Problem statement: Of all the entries below, only the lines from the one with "repository 4382ae44ad3076a5" up to and including the one with "fn valide_parentheses(s: &[char])" are to be duplicated exactly.

Entries supplied:

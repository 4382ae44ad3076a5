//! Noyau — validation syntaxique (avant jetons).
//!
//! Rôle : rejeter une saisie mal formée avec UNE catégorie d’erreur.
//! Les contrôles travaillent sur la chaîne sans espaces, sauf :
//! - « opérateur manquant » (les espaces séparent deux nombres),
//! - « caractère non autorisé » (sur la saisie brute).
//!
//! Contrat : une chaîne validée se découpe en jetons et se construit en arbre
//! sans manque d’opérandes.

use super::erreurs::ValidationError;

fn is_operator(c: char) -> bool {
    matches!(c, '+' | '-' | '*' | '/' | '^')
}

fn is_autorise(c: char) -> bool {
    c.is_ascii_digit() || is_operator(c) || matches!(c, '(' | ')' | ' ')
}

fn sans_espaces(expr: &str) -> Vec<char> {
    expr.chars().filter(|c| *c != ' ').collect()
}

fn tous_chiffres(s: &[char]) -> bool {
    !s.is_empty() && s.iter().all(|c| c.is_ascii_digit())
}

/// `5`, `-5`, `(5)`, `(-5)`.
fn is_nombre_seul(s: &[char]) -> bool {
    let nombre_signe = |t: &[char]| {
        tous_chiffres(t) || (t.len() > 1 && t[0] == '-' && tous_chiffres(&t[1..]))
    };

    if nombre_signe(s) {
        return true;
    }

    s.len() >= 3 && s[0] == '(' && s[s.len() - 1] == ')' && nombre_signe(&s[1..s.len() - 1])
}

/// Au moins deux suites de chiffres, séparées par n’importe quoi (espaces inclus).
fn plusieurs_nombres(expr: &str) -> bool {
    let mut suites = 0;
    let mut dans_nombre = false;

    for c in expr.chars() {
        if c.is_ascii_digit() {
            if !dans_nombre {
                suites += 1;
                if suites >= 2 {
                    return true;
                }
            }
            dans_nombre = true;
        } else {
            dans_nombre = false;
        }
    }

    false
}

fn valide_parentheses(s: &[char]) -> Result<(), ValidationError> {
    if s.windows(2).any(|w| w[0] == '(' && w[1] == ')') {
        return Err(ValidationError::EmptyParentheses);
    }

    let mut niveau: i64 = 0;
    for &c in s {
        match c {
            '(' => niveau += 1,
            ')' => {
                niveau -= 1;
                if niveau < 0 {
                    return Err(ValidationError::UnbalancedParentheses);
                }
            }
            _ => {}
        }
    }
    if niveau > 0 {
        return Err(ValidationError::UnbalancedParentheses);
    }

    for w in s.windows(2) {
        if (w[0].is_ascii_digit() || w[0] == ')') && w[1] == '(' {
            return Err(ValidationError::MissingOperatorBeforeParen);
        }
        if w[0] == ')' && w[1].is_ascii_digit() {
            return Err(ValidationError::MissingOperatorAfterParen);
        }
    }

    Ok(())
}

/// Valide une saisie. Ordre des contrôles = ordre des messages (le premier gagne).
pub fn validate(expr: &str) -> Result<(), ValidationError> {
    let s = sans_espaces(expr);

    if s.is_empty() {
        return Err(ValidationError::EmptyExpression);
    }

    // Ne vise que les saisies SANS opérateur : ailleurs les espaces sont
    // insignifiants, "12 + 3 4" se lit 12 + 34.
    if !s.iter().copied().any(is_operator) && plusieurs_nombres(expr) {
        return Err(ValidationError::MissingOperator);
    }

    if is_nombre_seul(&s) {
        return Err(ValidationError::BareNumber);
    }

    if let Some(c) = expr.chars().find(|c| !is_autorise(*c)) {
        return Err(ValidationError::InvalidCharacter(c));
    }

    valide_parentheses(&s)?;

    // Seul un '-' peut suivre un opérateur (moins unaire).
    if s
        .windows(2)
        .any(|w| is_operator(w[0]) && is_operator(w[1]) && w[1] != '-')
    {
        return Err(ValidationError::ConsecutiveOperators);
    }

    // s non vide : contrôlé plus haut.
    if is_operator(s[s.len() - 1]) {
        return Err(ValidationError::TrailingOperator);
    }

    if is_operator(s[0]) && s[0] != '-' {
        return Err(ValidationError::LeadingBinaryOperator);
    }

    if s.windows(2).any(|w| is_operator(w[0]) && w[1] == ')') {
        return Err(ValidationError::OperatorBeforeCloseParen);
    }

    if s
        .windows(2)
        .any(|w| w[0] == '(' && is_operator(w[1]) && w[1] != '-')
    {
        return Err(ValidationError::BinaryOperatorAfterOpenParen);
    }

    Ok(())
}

--

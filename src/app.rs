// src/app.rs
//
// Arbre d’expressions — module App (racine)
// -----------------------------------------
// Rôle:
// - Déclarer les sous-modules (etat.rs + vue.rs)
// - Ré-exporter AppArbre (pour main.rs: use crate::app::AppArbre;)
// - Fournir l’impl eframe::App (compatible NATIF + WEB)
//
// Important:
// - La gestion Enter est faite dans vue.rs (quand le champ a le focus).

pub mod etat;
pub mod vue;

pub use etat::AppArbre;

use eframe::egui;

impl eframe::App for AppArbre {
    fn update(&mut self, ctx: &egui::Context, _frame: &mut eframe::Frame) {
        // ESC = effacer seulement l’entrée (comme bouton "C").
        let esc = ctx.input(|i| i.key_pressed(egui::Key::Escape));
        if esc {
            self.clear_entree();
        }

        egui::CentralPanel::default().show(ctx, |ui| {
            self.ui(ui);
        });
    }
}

Solution to this problem:
repository 4382ae44ad3076a5
//! Noyau — validation syntaxique (avant jetons).
//!
//! Rôle : rejeter une saisie mal formée avec UNE catégorie d’erreur.
//! Les contrôles travaillent sur la chaîne sans espaces, sauf :
//! - « opérateur manquant » (les espaces séparent deux nombres),
//! - « caractère non autorisé » (sur la saisie brute).
//!
//! Contrat : une chaîne validée se découpe en jetons et se construit en arbre
//! sans manque d’opérandes.

use super::erreurs::ValidationError;

fn is_operator(c: char) -> bool {
    matches!(c, '+' | '-' | '*' | '/' | '^')
}

fn is_autorise(c: char) -> bool {
    c.is_ascii_digit() || is_operator(c) || matches!(c, '(' | ')' | ' ')
}

fn sans_espaces(expr: &str) -> Vec<char> {
    expr.chars().filter(|c| *c != ' ').collect()
}

fn tous_chiffres(s: &[char]) -> bool {
    !s.is_empty() && s.iter().all(|c| c.is_ascii_digit())
}

/// `5`, `-5`, `(5)`, `(-5)`.
fn is_nombre_seul(s: &[char]) -> bool {
    let nombre_signe = |t: &[char]| {
        tous_chiffres(t) || (t.len() > 1 && t[0] == '-' && tous_chiffres(&t[1..]))
    };

    if nombre_signe(s) {
        return true;
    }

    s.len() >= 3 && s[0] == '(' && s[s.len() - 1] == ')' && nombre_signe(&s[1..s.len() - 1])
}

/// Au moins deux suites de chiffres, séparées par n’importe quoi (espaces inclus).
fn plusieurs_nombres(expr: &str) -> bool {
    let mut suites = 0;
    let mut dans_nombre = false;

    for c in expr.chars() {
        if c.is_ascii_digit() {
            if !dans_nombre {
                suites += 1;
                if suites >= 2 {
                    return true;
                }
            }
            dans_nombre = true;
        } else {
            dans_nombre = false;
        }
    }

    false
}

fn valide_parentheses(s: &[char]) -> Result<(), ValidationError> {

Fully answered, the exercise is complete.